§ **GIVEN DATA**

****

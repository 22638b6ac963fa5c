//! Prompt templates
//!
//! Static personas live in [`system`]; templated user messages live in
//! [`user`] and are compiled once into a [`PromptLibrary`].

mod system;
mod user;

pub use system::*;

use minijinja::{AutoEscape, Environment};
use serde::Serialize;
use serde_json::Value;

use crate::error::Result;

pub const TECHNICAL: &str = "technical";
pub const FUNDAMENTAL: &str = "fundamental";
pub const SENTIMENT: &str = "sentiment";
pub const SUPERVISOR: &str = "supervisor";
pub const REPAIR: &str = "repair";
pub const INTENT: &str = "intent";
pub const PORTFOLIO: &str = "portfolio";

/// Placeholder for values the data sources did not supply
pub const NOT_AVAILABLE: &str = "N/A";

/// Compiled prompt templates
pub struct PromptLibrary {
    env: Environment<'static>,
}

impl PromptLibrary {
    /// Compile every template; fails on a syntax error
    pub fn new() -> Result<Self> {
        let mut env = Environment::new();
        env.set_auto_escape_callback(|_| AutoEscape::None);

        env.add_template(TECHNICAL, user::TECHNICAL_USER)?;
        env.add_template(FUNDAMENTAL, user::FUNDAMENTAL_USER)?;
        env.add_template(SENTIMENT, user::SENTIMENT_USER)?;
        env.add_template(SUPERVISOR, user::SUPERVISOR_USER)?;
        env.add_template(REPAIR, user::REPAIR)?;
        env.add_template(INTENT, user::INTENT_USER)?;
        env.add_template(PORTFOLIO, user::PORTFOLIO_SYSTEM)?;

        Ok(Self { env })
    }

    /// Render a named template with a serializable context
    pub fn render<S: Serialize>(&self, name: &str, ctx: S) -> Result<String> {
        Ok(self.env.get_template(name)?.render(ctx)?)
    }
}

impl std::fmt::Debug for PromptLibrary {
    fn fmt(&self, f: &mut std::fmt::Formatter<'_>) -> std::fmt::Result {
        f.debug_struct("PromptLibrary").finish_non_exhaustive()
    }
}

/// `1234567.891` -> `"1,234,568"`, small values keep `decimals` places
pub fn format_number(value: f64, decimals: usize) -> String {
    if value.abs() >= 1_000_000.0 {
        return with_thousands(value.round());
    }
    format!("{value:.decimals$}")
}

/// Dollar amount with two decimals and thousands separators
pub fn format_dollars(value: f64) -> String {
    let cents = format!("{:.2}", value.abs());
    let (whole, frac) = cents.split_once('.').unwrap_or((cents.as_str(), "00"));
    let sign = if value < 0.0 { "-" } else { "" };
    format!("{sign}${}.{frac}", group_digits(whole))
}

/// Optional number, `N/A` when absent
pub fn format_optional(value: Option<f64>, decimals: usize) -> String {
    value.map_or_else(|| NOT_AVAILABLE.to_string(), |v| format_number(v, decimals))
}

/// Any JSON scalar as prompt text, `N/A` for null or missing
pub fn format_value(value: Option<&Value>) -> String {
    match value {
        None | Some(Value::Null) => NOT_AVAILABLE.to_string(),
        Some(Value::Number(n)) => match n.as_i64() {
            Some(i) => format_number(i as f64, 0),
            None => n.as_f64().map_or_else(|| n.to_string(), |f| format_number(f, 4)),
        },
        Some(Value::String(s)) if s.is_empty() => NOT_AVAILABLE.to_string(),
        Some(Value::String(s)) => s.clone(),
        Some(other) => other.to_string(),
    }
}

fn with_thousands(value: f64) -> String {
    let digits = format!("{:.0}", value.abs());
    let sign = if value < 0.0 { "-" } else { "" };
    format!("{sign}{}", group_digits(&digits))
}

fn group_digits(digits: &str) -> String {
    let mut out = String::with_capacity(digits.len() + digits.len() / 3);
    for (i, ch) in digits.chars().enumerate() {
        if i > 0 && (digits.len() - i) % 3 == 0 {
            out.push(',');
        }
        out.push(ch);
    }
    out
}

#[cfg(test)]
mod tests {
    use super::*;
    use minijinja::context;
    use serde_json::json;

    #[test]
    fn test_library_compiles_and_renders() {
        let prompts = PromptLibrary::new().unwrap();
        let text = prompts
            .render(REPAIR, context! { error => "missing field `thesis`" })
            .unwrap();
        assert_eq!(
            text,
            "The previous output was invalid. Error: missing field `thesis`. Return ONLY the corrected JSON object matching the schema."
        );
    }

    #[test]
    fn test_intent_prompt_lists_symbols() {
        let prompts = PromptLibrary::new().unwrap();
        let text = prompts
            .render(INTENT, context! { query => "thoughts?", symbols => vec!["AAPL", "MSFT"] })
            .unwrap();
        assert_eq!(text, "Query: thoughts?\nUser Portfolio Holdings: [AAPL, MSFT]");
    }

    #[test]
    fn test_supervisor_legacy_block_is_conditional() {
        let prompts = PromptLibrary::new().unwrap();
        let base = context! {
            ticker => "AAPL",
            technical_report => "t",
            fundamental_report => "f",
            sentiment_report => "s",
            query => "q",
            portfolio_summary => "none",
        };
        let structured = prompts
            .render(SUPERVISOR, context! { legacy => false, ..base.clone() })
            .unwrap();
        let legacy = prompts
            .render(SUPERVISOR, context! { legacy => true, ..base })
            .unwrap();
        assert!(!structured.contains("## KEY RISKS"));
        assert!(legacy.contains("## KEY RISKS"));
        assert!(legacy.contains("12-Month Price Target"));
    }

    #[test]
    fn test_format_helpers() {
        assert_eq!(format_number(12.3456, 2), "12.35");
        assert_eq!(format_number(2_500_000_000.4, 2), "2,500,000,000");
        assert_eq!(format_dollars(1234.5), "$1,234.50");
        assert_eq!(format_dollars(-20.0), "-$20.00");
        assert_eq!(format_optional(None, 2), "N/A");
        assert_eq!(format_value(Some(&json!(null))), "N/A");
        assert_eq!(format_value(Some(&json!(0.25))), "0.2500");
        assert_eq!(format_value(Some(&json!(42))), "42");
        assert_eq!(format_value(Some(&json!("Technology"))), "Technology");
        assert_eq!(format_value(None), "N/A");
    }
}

****

§ **PROBLEM DETAILS**
After reading the entries above, state the number of lines that contain the word "Some", adding nothing else.

§ **RESULT OF THE EXERCISE**
10